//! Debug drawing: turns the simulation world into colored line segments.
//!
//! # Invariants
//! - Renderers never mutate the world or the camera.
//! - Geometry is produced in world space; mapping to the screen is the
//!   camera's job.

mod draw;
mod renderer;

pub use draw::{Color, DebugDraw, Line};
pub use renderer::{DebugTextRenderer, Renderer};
----
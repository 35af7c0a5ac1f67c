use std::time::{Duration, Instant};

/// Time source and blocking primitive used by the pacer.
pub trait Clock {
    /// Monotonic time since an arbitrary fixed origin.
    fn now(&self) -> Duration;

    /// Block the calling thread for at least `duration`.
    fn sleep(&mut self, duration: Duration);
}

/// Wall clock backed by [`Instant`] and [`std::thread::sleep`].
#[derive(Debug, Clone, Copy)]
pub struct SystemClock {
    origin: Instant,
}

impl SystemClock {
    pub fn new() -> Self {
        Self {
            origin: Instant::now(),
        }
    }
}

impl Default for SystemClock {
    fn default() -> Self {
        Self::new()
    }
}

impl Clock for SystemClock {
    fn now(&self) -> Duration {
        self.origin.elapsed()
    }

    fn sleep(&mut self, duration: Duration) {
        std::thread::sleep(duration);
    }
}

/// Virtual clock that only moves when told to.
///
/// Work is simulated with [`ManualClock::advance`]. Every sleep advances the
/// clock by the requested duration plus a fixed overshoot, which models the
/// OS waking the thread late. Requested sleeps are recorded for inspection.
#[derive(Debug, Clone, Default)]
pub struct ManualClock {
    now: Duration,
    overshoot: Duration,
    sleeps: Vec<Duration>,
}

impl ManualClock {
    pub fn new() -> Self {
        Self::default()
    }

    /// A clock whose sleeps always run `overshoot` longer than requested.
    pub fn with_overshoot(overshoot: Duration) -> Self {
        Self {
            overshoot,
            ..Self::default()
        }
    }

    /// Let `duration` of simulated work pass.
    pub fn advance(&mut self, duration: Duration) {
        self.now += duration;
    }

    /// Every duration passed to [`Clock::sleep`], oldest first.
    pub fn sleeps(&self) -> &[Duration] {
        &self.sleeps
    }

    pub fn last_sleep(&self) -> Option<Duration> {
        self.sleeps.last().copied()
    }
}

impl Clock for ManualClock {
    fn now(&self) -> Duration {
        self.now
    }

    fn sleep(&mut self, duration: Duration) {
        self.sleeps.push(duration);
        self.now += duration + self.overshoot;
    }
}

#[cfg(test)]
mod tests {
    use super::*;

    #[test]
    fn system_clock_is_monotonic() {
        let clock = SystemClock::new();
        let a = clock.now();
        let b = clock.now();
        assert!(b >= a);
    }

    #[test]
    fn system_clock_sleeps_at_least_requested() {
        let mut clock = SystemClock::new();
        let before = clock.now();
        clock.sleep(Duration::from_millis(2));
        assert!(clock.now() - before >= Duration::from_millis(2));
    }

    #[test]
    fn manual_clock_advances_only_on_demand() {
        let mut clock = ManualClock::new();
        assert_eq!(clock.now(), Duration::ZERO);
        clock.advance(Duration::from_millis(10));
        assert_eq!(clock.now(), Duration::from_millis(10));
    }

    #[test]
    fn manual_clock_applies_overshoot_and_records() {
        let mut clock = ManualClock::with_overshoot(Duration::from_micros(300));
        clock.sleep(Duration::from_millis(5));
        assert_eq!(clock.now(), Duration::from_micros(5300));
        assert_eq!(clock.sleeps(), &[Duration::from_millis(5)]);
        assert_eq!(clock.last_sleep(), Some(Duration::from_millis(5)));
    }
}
----
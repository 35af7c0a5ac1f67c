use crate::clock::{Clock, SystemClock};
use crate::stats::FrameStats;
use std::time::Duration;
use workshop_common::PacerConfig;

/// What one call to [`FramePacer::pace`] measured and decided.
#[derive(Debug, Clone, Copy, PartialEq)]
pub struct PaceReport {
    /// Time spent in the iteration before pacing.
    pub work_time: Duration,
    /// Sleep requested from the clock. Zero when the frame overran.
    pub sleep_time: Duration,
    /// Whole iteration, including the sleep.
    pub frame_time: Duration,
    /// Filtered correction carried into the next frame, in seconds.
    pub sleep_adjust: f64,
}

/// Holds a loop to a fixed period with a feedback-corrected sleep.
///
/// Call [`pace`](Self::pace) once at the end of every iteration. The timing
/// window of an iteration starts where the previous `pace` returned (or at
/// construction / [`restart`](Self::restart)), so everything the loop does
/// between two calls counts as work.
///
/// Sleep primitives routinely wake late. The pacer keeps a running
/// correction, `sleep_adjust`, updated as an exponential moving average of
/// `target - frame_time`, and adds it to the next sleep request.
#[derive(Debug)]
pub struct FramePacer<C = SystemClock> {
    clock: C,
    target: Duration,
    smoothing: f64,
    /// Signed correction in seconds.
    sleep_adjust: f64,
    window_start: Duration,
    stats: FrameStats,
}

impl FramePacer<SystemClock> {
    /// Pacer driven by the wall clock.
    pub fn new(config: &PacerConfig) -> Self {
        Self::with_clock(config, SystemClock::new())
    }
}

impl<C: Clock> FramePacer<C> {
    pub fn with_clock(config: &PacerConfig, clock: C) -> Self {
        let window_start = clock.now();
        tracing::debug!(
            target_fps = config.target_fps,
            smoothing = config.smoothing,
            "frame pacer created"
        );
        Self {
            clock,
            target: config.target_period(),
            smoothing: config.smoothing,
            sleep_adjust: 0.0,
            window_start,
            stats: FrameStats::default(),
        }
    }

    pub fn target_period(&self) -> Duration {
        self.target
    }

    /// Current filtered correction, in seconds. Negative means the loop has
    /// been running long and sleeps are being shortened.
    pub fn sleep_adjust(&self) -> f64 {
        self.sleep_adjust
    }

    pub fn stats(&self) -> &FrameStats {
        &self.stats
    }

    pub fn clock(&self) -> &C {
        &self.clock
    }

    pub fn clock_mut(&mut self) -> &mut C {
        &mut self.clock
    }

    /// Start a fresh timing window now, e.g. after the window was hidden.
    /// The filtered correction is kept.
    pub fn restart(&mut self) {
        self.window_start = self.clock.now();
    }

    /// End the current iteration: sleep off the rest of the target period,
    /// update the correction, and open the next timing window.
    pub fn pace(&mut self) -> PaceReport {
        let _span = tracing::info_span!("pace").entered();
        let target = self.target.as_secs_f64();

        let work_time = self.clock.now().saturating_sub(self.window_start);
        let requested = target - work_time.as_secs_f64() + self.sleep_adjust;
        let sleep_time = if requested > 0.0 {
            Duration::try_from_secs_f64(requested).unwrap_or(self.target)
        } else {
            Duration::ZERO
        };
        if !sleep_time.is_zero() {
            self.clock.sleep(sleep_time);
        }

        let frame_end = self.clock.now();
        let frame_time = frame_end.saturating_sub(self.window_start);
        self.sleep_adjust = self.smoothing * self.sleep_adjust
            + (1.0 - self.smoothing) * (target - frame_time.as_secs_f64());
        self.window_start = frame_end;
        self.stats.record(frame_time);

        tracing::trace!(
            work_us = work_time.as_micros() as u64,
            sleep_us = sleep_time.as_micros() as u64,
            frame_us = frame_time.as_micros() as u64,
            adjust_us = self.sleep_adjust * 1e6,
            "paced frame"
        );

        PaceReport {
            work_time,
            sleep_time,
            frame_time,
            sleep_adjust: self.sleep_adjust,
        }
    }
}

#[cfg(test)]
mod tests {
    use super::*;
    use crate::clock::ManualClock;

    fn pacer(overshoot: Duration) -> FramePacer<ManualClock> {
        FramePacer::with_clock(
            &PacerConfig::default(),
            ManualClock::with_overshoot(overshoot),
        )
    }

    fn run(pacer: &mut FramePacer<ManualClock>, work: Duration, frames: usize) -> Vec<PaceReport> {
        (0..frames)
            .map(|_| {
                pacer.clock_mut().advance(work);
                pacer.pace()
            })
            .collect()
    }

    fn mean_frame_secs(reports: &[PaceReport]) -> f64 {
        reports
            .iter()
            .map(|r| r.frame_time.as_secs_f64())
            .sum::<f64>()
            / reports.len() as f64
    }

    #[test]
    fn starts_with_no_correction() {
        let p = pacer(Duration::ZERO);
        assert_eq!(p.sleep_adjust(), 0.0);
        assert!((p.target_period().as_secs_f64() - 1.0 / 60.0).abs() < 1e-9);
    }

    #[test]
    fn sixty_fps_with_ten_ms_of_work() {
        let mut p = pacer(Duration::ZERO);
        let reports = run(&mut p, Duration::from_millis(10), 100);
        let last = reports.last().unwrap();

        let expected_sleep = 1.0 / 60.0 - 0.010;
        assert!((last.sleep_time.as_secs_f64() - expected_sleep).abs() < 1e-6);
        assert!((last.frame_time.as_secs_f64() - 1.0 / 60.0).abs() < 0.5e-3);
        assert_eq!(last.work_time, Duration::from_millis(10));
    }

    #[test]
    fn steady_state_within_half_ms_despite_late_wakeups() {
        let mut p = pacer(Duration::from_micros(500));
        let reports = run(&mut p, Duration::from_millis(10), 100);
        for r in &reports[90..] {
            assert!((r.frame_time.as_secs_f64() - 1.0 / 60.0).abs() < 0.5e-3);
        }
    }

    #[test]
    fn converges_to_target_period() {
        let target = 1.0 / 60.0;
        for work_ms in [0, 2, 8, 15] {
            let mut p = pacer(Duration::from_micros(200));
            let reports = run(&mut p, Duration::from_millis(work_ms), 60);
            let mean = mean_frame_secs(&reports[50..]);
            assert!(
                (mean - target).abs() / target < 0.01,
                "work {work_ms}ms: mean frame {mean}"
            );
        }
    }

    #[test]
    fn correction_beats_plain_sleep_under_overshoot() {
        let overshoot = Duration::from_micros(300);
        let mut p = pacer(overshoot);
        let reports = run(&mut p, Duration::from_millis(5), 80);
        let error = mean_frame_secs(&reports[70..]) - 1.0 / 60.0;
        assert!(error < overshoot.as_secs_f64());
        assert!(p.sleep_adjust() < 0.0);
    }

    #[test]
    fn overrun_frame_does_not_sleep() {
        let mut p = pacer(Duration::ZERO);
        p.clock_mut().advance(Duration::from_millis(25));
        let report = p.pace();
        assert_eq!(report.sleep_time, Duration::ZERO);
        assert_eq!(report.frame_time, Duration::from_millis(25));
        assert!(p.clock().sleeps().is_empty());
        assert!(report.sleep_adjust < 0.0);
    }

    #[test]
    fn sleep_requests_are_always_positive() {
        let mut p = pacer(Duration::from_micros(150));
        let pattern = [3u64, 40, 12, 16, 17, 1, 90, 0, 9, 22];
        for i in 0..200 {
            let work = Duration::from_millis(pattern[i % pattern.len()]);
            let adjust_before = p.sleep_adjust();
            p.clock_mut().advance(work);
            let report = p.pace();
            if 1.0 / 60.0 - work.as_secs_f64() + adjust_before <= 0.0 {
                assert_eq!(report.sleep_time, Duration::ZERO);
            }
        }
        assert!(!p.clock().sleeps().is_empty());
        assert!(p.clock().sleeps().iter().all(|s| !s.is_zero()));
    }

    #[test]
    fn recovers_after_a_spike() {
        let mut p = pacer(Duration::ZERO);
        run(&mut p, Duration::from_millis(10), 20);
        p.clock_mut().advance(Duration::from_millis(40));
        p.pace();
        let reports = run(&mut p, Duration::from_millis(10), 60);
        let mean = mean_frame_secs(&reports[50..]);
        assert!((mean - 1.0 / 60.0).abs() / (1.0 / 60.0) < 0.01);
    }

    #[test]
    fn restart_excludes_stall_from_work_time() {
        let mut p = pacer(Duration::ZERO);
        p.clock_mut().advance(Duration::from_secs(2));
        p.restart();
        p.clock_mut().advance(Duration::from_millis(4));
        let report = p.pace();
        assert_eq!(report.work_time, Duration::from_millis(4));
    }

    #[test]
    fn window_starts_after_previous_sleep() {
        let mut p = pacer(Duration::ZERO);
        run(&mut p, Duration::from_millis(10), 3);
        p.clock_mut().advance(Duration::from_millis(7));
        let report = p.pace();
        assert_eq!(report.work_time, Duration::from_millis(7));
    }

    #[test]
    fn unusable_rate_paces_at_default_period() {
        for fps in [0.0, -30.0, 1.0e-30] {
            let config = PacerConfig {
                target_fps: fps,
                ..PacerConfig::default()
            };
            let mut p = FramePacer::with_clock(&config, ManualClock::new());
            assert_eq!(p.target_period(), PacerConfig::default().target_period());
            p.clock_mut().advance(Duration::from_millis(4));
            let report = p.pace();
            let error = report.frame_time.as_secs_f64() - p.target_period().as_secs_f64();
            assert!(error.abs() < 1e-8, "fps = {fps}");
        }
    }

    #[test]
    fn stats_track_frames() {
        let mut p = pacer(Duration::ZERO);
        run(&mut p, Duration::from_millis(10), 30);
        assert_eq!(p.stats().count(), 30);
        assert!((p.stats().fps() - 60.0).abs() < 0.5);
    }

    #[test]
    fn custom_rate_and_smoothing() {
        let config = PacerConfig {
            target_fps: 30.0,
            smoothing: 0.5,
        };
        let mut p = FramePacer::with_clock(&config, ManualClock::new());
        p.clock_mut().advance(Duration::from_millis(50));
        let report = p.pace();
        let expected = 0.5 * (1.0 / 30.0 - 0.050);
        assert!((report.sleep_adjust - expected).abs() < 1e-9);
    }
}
----
-- What is required --
Give the number of lines in the material above that contain "PaceReport", with no other words.

-- Final answer --
5